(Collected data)
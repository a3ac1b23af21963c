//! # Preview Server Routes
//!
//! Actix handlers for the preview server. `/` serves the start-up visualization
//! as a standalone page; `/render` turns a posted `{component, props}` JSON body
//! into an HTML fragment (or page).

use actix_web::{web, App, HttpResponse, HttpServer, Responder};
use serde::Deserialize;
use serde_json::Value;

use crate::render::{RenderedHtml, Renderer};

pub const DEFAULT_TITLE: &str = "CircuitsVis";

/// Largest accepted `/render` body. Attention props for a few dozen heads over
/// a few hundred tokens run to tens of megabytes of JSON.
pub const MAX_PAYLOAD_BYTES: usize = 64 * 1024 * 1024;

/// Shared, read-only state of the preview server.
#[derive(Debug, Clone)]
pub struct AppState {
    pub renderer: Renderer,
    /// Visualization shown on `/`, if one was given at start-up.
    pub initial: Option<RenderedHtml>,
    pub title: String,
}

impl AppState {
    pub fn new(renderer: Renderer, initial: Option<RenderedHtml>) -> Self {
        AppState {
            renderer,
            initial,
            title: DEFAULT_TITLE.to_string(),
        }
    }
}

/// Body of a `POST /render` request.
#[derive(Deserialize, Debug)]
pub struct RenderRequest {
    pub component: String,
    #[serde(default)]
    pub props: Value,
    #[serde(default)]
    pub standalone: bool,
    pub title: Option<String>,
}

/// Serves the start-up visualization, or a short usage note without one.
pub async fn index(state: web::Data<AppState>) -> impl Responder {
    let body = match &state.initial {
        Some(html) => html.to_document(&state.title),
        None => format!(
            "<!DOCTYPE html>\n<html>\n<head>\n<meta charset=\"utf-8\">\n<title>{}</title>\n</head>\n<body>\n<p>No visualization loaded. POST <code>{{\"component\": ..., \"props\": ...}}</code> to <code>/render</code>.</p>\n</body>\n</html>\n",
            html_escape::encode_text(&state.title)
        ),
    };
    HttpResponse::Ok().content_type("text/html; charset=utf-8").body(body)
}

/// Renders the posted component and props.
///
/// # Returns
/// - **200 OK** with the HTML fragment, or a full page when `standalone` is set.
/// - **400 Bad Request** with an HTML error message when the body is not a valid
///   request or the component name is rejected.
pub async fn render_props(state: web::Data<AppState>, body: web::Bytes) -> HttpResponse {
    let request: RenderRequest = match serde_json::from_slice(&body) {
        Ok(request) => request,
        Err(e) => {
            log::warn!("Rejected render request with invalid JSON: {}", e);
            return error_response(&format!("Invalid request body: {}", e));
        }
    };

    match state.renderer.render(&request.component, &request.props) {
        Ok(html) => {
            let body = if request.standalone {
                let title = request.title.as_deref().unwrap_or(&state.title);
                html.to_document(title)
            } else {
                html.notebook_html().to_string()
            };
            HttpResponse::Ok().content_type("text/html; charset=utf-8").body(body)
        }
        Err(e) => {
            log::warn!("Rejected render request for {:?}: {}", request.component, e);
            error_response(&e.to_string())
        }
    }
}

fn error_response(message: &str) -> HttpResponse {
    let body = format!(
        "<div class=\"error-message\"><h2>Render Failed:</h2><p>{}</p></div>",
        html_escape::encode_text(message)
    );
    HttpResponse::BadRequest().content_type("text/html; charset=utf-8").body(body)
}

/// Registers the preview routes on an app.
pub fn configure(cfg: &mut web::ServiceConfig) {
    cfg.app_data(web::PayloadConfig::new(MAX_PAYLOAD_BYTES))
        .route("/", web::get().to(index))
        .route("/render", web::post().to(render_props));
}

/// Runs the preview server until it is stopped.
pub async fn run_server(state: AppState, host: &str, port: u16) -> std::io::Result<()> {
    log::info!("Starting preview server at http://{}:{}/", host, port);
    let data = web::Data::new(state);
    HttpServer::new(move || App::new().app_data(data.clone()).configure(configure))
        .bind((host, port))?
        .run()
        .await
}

* * *

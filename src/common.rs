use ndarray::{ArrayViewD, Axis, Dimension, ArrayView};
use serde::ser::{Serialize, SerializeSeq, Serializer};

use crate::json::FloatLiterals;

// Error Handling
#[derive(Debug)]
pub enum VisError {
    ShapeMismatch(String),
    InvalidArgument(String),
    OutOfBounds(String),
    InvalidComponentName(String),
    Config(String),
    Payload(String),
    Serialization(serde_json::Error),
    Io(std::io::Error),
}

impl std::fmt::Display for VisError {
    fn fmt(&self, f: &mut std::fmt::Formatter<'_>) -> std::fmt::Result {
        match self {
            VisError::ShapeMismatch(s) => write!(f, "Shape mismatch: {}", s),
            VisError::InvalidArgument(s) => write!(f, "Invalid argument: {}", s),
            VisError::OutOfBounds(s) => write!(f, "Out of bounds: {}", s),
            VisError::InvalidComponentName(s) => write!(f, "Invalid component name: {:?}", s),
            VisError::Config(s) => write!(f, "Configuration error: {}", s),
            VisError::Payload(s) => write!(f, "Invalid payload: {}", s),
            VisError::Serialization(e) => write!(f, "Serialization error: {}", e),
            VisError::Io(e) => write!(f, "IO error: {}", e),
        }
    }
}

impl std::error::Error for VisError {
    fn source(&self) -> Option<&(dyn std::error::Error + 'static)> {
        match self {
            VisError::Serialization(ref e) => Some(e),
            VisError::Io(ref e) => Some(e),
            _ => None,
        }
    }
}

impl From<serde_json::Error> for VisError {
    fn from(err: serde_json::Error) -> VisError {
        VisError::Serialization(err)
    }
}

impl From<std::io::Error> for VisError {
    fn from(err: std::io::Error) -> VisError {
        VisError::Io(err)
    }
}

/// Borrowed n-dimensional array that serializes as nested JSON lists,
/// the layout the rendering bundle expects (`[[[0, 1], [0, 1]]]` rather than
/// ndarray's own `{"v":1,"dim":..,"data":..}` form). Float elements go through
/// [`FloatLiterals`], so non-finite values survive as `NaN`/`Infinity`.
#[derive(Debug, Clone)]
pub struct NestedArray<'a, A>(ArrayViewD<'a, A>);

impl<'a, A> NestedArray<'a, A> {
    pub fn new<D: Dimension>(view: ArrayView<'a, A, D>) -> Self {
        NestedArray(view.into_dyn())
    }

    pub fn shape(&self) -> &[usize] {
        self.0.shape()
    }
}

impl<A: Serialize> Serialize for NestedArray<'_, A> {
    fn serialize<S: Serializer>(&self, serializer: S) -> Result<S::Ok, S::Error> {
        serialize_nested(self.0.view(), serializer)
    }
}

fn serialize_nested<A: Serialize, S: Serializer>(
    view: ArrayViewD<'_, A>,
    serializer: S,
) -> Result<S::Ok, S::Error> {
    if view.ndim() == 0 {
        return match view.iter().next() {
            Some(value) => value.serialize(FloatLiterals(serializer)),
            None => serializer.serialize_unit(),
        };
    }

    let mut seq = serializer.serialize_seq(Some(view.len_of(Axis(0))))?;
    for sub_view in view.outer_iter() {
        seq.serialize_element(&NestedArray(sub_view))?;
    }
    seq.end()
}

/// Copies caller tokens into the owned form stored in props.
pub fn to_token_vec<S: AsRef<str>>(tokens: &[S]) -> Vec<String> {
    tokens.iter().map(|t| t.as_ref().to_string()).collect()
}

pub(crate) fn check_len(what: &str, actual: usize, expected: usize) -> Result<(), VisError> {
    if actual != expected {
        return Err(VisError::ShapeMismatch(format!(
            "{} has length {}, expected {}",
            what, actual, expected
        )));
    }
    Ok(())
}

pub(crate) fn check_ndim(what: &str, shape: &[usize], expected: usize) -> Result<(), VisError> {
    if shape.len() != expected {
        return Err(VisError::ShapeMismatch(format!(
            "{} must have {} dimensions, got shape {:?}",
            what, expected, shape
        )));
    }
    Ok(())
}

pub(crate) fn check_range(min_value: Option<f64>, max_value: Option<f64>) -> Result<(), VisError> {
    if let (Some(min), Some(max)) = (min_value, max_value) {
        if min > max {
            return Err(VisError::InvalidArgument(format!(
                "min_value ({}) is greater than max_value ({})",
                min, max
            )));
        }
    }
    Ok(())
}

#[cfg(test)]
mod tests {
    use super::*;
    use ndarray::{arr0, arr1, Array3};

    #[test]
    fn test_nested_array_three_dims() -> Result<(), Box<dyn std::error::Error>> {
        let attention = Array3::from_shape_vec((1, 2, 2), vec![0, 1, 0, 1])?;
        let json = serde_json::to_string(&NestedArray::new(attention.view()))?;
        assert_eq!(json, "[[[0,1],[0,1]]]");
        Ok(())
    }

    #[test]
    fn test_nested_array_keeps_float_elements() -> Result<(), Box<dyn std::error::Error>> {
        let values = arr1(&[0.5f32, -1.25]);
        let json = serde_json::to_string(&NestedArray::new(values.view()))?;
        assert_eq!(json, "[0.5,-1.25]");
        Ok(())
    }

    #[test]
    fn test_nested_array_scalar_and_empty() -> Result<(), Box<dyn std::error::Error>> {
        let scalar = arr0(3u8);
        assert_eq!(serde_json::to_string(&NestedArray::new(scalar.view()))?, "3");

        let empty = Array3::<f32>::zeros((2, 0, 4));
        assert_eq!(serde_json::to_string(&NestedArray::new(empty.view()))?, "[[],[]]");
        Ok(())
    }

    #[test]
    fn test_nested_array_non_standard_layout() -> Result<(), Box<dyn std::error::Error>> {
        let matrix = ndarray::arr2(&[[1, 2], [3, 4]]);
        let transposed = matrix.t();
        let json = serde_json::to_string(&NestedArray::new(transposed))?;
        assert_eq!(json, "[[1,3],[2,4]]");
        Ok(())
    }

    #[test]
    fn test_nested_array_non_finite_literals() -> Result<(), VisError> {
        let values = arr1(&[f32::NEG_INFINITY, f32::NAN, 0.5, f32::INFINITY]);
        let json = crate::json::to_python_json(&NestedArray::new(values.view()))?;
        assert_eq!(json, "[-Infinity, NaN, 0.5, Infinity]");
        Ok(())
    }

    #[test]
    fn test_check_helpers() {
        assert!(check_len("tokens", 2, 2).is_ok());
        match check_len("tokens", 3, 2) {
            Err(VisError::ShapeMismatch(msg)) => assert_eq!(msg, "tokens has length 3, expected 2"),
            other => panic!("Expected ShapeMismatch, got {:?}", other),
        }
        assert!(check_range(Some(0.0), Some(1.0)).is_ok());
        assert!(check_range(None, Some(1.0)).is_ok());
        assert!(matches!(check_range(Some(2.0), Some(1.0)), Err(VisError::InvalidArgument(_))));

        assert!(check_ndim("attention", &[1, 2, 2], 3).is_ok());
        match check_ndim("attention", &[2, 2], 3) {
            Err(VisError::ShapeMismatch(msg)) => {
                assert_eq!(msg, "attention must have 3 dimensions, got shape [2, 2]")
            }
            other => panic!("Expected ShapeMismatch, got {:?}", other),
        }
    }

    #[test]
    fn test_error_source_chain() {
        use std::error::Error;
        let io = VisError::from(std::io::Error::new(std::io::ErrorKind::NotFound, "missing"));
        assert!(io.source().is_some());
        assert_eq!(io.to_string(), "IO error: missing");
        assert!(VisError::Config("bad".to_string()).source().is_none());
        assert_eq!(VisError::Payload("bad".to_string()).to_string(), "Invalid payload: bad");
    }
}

> [WORK REQUEST]
Starting with the line above that holds "stored in props." and stopping with the line that holds "if shape.len() != expected", reproduce each line exactly, omitting all other lines.

> [OUTPUT FOR THIS EXERCISE]
/// Copies caller tokens into the owned form stored in props.
pub fn to_token_vec<S: AsRef<str>>(tokens: &[S]) -> Vec<String> {
    tokens.iter().map(|t| t.as_ref().to_string()).collect()
}

pub(crate) fn check_len(what: &str, actual: usize, expected: usize) -> Result<(), VisError> {
    if actual != expected {
        return Err(VisError::ShapeMismatch(format!(
            "{} has length {}, expected {}",
            what, actual, expected
        )));
    }
    Ok(())
}

pub(crate) fn check_ndim(what: &str, shape: &[usize], expected: usize) -> Result<(), VisError> {
    if shape.len() != expected {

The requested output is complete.